JA!rgon Nr. 2/2016
Die Ankündigung der Tour de France, in Bern zu gastieren, löst bei einigen Politiker_innen frenetische Begeisterung aus. Vor meinem inneren Auge erscheinen bei dieser Vorstellung eher viele Absperrgitter, Polizeikontrollen und ein riesiges Konsumangebot. Wirklich unheimlich an der Diskussion rund um diesen Grossanlass ist aber die Rhetorik des „Stadtmarketings“. Von Seraina Patzen
Zwischen dem 18. und dem 20. Juli gastiert die Tour de France in Bern. Organisiert wird sie alljährlich vom privaten Unternehmen ASO. 2007 berichtete die TAZ, dass das Unternehmen 29 Millionen Gewinn gemacht habe[1], aktuellere Zahlen sind nicht auffindbar. Ein beträchtlicher Teil dieses Gewinns dürfte aus der Tour de France stammen, und da sich das Unternehmen nach wie vor um die Organisation der Tour bemüht, kann auch davon ausgegangen werden, dass sich dieser Auftrag finanziell immer noch lohnt.
Der Kanton Bern unterstützt die Tour de France mit insgesamt 1.74 Millionen Franken. Die Stadt Bern will gemäss Aussagen von Stadtpräsident Tschäppät zusätzlich 300‘000.- beisteuern (Nachträgliche Anmerkung: Der Stadtrat beschliesst am 26.05 über einen Kredit von 550’000.-, inkl. Rahmenprogramm). Damit subventionieren Stadt und Kanton ein privates Unternehmen: Die Kosten für die Tour de France tragen die beteiligten Gemeinden, den Gewinn fährt die ASO ein. Für Christian Prudhomme, seit 2007 Tour-Direktor bei ASO, ein logischer Vorgang. In dem eben schon zitierten TAZ-Artikel argumentiert er: „Die Städte kommen auf uns zu und nicht umgekehrt. Wir bieten ihnen eine Dienstleistung an, für die sie uns eine bestimmte Summe zahlen, so einfach ist das.“ Doch um welche Dienstleistung handelt es sich, die die ASO der Stadt Bern verkauft?
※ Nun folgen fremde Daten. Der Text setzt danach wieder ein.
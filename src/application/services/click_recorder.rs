//! Click enrichment and recording.

use std::sync::Arc;

use tracing::{debug, warn};

use crate::domain::entities::{DEFAULT_DEVICE_TYPE, NewClickEvent, UNKNOWN_LABEL};
use crate::domain::raw_visit::RawVisit;
use crate::domain::repositories::ClickRepository;
use crate::infrastructure::geo::GeoLookup;
use crate::utils::user_agent::UserAgentParser;

/// Turns raw visits into enriched click events and persists them.
///
/// Called from the background click worker. Nothing here is allowed to fail
/// outward: missing geo or user-agent data becomes null or default fields, and
/// insert failures are logged and dropped.
pub struct ClickRecorder<C: ClickRepository + ?Sized> {
    repository: Arc<C>,
    geo: Arc<dyn GeoLookup>,
    user_agents: UserAgentParser,
}

impl<C: ClickRepository + ?Sized> ClickRecorder<C> {
    pub fn new(repository: Arc<C>, geo: Arc<dyn GeoLookup>) -> Self {
        Self {
            repository,
            geo,
            user_agents: UserAgentParser::new(),
        }
    }

    /// Derives geo, device, browser and OS fields for a visit.
    pub fn enrich(&self, visit: &RawVisit) -> NewClickEvent {
        let location = self.geo.lookup(&visit.ip_address);
        let agent = self.user_agents.parse(&visit.user_agent);

        NewClickEvent {
            link_id: visit.link_id,
            ip_address: visit.ip_address.clone(),
            user_agent: visit.user_agent.clone(),
            referrer: visit.referrer.clone(),
            country: location.country,
            region: location.region,
            city: location.city,
            latitude: location.latitude,
            longitude: location.longitude,
            device_type: agent
                .device_type
                .map(|d| d.as_str())
                .unwrap_or(DEFAULT_DEVICE_TYPE)
                .to_string(),
            browser: label(
                agent.browser_name.as_deref(),
                agent.browser_version.as_deref(),
            ),
            os: label(agent.os_name.as_deref(), agent.os_version.as_deref()),
        }
    }

    /// Enriches and stores one visit. Returns true if the click was persisted.
    pub async fn record_click(&self, visit: RawVisit) -> bool {
        let click = self.enrich(&visit);

        match self.repository.insert(click).await {
            Ok(saved) => {
                debug!(link_id = saved.link_id, click_id = saved.id, "Click recorded");
                metrics::counter!("click_events_recorded_total").increment(1);
                true
            }
            Err(e) => {
                warn!(link_id = visit.link_id, error = %e, "Failed to record click");
                metrics::counter!("click_events_failed_total").increment(1);
                false
            }
        }
    }
}

/// `"{name} {version}"` trimmed, or `Unknown` when there is no name.
fn label(name: Option<&str>, version: Option<&str>) -> String {
    match name {
        Some(name) => format!("{} {}", name, version.unwrap_or_default())
            .trim()
            .to_string(),
        None => UNKNOWN_LABEL.to_string(),
    }
}
//! Handler for health check endpoint.

use axum::{Json, extract::State, http::StatusCode};

use crate::api::dto::health::{CheckStatus, HealthChecks, HealthResponse};
use crate::state::AppState;

/// Returns service health status with component checks.
///
/// # Endpoint
///
/// `GET /health`
///
/// # Response Codes
///
/// - **200 OK**: All components healthy
/// - **503 Service Unavailable**: One or more components degraded
///
/// # Response
///
/// ```json
/// {
///   "status": "healthy",
///   "version": "0.1.0",
///   "checks": {
///     "database": { "status": "ok", "message": "Connected" },
///     "click_queue": { "status": "ok", "message": "Free slots: 10000" }
///   }
/// }
/// ```
pub async fn health_handler(
    State(state): State<AppState>,
) -> Result<Json<HealthResponse>, (StatusCode, Json<HealthResponse>)> {
    let database = match state.link_service.ping().await {
        Ok(()) => CheckStatus::ok("Connected"),
        Err(e) => CheckStatus::error(format!("Database error: {}", e)),
    };

    let click_queue = if state.click_sender.is_closed() {
        CheckStatus::error("Click queue is closed")
    } else {
        CheckStatus::ok(format!("Free slots: {}", state.click_sender.capacity()))
    };

    let all_healthy = database.is_ok() && click_queue.is_ok();

    let response = HealthResponse {
        status: if all_healthy { "healthy" } else { "degraded" }.to_string(),
        version: env!("CARGO_PKG_VERSION").to_string(),
        checks: HealthChecks {
            database,
            click_queue,
        },
    };

    if all_healthy {
        Ok(Json(response))
    } else {
        Err((StatusCode::SERVICE_UNAVAILABLE, Json(response)))
    }
}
Vom „drittgrössten Sportanlass der Welt“, von einem „grossen Sportfest“, von „unbezahlbaren Bildern“ und von „Zielmärkten“ ist die Rede, wenn Organisator_innen, der Stadtpräsident und Regierungsräte an einer Medienkonferenz über die Tour de France in Bern sprechen. Die Stadt Bern kauft sich bei der ASO also eine Werbeplattform ein. Beworben wird die Marke Bern. Ob die Hoffnung auf eine Ankurbelung des Tourismus berechtigt ist oder nicht, bleibe mal dahingestellt: Diese Stadtvermarktung trägt an sich sehr unheimliche Züge.
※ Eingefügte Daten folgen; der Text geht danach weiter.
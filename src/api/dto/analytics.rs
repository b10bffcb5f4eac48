//! DTOs for the link analytics endpoint.

use chrono::{DateTime, Utc};
use serde::{Deserialize, Serialize};
use serde_json::json;
use serde_with::{DisplayFromStr, serde_as};

use crate::domain::entities::ClickEvent;
use crate::domain::repositories::ClickFilter;
use crate::error::AppError;
use crate::utils::timestamp::parse_timestamp;

/// Query parameters for `GET /links/{id}/analytics`.
#[serde_as]
#[derive(Debug, Default, Deserialize)]
#[serde(rename_all = "camelCase")]
pub struct AnalyticsParams {
    pub start_date: Option<String>,
    pub end_date: Option<String>,

    #[serde_as(as = "Option<DisplayFromStr>")]
    #[serde(default)]
    pub limit: Option<i64>,

    #[serde_as(as = "Option<DisplayFromStr>")]
    #[serde(default)]
    pub offset: Option<i64>,
}

impl AnalyticsParams {
    /// Builds the click filter. `limit` and `offset` are clamped, never rejected.
    ///
    /// # Errors
    ///
    /// Returns [`AppError::Validation`] if a date cannot be parsed.
    pub fn to_filter(&self) -> Result<ClickFilter, AppError> {
        let start = parse_date("startDate", self.start_date.as_deref())?;
        let end = parse_date("endDate", self.end_date.as_deref())?;

        Ok(ClickFilter::new(self.limit, self.offset).with_date_range(start, end))
    }
}

fn parse_date(field: &'static str, raw: Option<&str>) -> Result<Option<DateTime<Utc>>, AppError> {
    match raw.map(str::trim) {
        None | Some("") => Ok(None),
        Some(raw) => parse_timestamp(raw).map(Some).ok_or_else(|| {
            AppError::bad_request(
                format!("{field} must be a valid ISO 8601 date"),
                json!({ "field": field, "value": raw }),
            )
        }),
    }
}

/// One click as returned by the API, keyed by `link_analytics` column names.
#[derive(Debug, Serialize)]
pub struct ClickInfo {
    pub id: i64,
    pub link_id: i64,
    pub ip_address: String,
    pub user_agent: String,
    pub referrer: Option<String>,
    pub country: Option<String>,
    pub region: Option<String>,
    pub city: Option<String>,
    pub latitude: Option<f64>,
    pub longitude: Option<f64>,
    pub device_type: String,
    pub browser: String,
    pub os: String,
    pub clicked_at: DateTime<Utc>,
}

impl From<ClickEvent> for ClickInfo {
    fn from(c: ClickEvent) -> Self {
        Self {
            id: c.id,
            link_id: c.link_id,
            ip_address: c.ip_address,
            user_agent: c.user_agent,
            referrer: c.referrer,
            country: c.country,
            region: c.region,
            city: c.city,
            latitude: c.latitude,
            longitude: c.longitude,
            device_type: c.device_type,
            browser: c.browser,
            os: c.os,
            clicked_at: c.clicked_at,
        }
    }
}

/// Response body for `GET /links/{id}/analytics`.
#[derive(Debug, Serialize)]
#[serde(rename_all = "camelCase")]
pub struct AnalyticsResponse {
    pub total_clicks: i64,
    pub clicks: Vec<ClickInfo>,
}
Die Stadt wird in dieser neoliberalen Denkweise zu einem Produkt, dass man verkaufen und bestmöglich bewerben kann. Dabei zählen nicht nur die klassischen Sehenswürdigkeiten und Bauwerke, auch die Bevölkerung einer Stadt hat ihre Rolle in dieser Vermarktung zu spielen. So meinte Alexander Tschäppät beispielsweise, den Ruhetag der Tour würden die Medien nutzen, „um über die sportbegeisterten Bernerinnen und Berner, die Lebensqualität und Lebensfreude in unserem Kanton zu berichten“. Diese Logik ist eine gefährliche: Die Stadt wird vom Lebensraum zur Kulisse, der Bevölkerung kommt nur noch die Rolle von Statist_innen zu. Die Stadt muss sich immer im bestmöglichen Licht präsentieren, sauber und ordentlich sein. Wer ausschert, auffällt, Dreck oder Lärm macht, gefährdet das Geschäft und gehört aus der Stadt gewiesen. Und wer Bern in ein gutes Licht rücken kann, dem stehen viel Geld aus der Staatskasse und viele Privilegien im öffentlichen Raum zu.
Dieser Logik wollen wir uns nicht unterwerfen. Für uns ist die Stadt Lebensraum und keine Marke. Wir wollen eine Stadt für Menschen statt für Zielmärkte! Der öffentliche Raum soll ein Ort sein, wo sich soziales und politisches Leben abspielt, der allen offen steht und dessen exklusiver Zugang sich niemand erkaufen kann.